INPUT FOR THIS TASK:
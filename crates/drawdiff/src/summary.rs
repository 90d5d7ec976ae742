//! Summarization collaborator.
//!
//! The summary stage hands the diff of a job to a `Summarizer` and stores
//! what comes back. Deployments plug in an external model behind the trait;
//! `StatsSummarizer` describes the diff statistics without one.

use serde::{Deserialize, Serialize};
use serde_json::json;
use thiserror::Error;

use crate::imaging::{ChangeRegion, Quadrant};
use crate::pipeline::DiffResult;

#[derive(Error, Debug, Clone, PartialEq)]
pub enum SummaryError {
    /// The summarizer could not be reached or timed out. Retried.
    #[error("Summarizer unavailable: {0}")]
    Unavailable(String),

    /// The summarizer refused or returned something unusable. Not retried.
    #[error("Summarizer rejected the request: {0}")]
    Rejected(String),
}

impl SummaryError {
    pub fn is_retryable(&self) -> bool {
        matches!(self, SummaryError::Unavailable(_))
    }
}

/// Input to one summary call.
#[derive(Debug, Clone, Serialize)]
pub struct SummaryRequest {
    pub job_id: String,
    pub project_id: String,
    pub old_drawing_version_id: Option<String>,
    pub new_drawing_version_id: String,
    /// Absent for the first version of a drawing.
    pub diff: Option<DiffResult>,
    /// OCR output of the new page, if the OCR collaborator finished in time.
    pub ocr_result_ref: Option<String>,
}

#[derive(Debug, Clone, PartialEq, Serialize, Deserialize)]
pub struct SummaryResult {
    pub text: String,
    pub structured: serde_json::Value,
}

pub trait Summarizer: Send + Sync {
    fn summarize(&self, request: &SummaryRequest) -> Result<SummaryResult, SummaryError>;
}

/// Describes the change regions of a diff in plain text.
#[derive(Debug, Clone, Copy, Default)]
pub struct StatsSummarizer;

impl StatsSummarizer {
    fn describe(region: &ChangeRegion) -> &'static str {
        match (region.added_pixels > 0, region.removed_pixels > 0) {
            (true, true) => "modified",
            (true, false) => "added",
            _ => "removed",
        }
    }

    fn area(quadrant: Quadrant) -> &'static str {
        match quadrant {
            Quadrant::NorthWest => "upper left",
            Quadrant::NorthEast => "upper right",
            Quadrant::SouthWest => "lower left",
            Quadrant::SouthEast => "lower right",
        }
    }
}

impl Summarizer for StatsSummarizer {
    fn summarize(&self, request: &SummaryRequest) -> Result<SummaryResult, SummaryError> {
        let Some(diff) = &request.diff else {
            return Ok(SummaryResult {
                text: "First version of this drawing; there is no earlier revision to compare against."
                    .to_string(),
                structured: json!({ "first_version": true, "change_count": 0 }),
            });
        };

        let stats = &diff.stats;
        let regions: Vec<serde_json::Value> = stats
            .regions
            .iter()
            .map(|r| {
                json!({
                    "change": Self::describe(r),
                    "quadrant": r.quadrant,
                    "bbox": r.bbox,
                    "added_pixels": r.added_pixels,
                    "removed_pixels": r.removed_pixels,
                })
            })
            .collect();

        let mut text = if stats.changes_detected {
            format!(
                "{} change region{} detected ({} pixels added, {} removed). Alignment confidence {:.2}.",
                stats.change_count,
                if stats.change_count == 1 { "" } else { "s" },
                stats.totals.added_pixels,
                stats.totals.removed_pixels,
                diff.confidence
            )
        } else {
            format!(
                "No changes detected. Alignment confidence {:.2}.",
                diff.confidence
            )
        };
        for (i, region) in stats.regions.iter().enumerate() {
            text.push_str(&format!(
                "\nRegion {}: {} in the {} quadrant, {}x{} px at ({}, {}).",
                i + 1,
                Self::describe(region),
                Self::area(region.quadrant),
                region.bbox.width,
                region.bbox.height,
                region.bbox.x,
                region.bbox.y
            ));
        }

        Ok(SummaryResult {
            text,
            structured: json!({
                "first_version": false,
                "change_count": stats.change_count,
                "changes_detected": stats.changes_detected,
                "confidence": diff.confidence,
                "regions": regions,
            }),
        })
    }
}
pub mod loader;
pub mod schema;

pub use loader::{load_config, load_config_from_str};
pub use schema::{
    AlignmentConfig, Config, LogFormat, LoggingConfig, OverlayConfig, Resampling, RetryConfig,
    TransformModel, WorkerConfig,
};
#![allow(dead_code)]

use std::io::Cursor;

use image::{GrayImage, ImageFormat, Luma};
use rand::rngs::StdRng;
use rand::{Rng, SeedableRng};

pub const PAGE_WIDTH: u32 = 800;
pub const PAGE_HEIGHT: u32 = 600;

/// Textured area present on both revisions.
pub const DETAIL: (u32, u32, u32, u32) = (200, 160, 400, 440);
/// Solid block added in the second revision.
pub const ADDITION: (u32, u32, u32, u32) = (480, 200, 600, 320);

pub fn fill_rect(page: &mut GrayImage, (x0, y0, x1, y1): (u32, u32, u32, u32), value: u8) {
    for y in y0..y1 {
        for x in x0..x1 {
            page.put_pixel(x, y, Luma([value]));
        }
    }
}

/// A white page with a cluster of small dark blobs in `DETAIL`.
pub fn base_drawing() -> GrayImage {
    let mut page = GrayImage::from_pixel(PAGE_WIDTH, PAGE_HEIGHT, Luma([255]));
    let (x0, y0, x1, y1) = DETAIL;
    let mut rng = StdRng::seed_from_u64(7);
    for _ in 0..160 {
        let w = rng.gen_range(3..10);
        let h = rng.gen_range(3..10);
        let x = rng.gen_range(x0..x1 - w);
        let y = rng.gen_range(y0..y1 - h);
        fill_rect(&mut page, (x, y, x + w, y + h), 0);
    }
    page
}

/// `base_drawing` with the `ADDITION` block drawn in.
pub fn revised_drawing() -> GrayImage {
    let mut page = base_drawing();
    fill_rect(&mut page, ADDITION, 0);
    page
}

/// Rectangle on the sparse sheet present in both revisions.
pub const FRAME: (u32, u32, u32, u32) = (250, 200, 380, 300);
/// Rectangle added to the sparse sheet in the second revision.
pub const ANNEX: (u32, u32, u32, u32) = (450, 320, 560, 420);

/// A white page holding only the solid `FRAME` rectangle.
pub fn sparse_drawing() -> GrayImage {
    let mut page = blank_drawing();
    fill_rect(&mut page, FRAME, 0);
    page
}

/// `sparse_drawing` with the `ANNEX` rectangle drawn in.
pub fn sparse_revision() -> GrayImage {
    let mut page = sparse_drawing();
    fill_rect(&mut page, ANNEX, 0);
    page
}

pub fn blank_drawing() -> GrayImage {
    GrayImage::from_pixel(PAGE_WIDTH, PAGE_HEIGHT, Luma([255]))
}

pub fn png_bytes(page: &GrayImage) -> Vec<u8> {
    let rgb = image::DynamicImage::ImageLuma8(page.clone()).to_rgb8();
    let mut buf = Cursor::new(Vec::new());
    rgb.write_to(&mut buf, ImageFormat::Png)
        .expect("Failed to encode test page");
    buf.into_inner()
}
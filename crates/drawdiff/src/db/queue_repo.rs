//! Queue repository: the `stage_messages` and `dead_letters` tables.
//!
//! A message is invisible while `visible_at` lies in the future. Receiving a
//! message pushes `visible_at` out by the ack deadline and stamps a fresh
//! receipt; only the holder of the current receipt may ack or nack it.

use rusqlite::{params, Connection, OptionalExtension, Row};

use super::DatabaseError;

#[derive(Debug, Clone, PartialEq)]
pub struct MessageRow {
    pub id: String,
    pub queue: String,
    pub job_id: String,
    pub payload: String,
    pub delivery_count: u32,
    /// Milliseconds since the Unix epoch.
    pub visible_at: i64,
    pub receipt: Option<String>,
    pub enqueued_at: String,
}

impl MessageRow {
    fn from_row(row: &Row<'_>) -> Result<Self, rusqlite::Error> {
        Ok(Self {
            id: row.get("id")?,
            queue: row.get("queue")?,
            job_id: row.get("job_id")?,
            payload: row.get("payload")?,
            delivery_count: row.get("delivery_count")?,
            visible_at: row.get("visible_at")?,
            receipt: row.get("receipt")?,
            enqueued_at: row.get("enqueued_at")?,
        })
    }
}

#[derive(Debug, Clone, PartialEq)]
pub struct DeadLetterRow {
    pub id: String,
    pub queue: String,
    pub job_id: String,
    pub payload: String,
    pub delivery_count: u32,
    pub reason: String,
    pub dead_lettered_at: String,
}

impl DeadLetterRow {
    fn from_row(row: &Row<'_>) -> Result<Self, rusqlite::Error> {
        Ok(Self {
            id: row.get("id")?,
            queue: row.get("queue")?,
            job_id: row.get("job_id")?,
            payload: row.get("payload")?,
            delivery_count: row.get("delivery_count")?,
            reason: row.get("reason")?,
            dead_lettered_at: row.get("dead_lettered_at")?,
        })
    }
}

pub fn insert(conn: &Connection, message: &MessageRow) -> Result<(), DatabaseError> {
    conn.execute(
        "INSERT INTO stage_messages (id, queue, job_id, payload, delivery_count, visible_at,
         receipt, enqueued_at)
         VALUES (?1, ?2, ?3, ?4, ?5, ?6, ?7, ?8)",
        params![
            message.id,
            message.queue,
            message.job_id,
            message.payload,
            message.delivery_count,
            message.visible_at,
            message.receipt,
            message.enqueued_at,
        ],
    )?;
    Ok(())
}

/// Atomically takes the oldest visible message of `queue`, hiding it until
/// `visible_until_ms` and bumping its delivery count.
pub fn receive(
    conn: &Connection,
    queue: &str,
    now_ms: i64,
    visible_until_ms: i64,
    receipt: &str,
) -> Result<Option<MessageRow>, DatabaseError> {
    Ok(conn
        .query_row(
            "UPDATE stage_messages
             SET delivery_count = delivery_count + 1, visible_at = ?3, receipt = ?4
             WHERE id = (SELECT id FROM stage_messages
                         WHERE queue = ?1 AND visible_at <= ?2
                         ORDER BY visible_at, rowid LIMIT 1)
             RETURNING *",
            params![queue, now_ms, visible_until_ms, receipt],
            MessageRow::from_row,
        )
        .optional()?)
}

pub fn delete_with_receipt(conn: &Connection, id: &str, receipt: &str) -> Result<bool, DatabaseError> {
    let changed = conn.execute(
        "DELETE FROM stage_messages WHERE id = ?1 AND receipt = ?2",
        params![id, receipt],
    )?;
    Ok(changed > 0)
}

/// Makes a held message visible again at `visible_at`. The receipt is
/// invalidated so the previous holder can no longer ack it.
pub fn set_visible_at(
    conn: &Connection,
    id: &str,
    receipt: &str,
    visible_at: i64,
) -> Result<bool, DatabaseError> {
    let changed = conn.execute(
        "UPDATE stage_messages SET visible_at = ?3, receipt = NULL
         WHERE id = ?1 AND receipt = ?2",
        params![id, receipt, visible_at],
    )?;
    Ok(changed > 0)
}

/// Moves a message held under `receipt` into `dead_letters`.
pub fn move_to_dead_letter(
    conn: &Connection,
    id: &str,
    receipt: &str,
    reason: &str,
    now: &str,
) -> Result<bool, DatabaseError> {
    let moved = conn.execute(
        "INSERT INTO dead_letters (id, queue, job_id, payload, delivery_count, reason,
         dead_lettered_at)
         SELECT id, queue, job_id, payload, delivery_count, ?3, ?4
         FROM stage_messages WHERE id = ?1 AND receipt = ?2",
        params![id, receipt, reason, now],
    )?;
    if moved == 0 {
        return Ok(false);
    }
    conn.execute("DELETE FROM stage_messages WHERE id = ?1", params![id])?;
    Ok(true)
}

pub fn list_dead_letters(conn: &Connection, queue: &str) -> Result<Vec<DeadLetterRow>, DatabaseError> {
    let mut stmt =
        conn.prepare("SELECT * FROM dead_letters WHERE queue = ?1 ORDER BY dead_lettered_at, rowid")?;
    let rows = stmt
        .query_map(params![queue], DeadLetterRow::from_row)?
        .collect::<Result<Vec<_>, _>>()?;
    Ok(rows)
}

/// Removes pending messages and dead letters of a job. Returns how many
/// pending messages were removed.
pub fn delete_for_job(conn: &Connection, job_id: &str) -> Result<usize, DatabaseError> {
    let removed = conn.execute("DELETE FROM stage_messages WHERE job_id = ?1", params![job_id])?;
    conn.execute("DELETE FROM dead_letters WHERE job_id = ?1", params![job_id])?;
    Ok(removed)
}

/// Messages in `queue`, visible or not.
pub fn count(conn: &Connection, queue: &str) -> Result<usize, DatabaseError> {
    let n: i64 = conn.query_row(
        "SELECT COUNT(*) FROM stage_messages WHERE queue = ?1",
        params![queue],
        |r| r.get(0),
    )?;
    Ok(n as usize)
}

==

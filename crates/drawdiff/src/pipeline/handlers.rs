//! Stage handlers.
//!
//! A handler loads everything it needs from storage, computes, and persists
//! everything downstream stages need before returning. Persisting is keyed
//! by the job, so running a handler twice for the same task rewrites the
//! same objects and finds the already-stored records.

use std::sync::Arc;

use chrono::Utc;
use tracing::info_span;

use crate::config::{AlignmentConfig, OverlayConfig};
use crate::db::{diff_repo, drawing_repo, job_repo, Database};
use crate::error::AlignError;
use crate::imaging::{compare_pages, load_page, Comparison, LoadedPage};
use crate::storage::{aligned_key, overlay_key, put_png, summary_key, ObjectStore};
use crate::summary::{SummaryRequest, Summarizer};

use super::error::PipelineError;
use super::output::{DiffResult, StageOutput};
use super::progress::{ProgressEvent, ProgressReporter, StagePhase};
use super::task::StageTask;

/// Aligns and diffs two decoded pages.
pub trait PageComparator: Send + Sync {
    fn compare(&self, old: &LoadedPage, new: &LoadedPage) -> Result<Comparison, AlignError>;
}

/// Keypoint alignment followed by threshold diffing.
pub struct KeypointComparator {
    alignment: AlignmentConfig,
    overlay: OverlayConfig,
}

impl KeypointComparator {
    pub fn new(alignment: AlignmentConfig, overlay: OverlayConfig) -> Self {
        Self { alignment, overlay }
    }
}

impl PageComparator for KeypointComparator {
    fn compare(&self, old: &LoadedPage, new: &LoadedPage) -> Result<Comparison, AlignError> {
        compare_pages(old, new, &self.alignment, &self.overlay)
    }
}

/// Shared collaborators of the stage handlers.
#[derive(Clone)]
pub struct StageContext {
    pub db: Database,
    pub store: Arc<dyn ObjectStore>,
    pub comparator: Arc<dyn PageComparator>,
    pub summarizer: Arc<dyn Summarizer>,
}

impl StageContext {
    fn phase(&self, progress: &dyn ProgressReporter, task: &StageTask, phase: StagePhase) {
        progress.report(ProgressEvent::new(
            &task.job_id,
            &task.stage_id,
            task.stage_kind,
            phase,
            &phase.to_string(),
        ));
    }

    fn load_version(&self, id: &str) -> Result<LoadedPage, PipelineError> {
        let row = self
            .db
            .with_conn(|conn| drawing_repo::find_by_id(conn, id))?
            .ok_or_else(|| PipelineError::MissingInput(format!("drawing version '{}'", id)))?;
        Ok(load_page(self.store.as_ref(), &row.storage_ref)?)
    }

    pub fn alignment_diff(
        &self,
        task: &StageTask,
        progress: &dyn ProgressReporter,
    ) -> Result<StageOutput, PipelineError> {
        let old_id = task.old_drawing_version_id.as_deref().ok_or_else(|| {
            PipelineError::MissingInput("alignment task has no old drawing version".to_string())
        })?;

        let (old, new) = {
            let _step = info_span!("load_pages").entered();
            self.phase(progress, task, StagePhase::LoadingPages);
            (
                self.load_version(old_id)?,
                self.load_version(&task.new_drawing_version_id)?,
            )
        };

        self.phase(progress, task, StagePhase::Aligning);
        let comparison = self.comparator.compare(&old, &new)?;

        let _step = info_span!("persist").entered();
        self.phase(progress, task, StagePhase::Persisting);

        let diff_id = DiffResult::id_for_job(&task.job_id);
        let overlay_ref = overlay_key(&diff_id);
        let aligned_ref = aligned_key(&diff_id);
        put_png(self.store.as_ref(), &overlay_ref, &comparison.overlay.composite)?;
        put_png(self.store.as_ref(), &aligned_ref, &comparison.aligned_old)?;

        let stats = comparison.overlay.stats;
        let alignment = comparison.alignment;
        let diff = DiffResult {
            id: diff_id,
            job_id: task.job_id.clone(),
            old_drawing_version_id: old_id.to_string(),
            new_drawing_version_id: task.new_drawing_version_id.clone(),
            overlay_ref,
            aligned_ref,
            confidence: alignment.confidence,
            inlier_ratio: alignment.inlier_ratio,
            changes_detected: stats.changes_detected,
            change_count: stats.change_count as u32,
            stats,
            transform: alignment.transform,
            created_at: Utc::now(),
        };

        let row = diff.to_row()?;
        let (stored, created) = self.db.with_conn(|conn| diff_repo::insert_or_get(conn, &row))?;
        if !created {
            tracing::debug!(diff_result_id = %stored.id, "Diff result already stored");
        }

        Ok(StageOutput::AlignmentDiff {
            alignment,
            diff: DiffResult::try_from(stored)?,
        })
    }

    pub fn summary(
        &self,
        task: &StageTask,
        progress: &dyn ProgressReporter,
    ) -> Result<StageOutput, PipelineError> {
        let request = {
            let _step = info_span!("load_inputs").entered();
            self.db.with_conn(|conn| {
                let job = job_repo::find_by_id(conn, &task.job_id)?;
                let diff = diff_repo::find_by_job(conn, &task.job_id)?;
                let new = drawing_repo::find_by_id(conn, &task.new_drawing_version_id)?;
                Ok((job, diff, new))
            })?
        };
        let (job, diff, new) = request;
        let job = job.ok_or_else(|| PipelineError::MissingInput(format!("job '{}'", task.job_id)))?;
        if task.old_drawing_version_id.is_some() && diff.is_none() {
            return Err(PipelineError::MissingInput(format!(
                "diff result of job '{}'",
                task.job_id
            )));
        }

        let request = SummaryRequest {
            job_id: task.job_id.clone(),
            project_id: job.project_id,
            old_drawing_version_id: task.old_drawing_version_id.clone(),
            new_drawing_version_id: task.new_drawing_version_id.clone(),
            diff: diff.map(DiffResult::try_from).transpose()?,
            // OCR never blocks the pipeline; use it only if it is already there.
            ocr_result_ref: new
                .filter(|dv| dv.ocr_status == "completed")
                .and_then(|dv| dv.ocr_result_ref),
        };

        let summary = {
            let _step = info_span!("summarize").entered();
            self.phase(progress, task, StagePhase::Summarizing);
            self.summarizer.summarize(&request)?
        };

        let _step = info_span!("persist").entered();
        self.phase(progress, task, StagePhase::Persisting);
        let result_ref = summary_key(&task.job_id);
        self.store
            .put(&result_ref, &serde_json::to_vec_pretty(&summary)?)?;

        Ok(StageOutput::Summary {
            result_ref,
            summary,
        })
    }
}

TASK PROMPT:
Whenever a line in the listing above includes the word "MissingInput", return that line.

ANSWER TO THIS EXERCISE:
            .ok_or_else(|| PipelineError::MissingInput(format!("drawing version '{}'", id)))?;
            PipelineError::MissingInput("alignment task has no old drawing version".to_string())
        let job = job.ok_or_else(|| PipelineError::MissingInput(format!("job '{}'", task.job_id)))?;
            return Err(PipelineError::MissingInput(format!(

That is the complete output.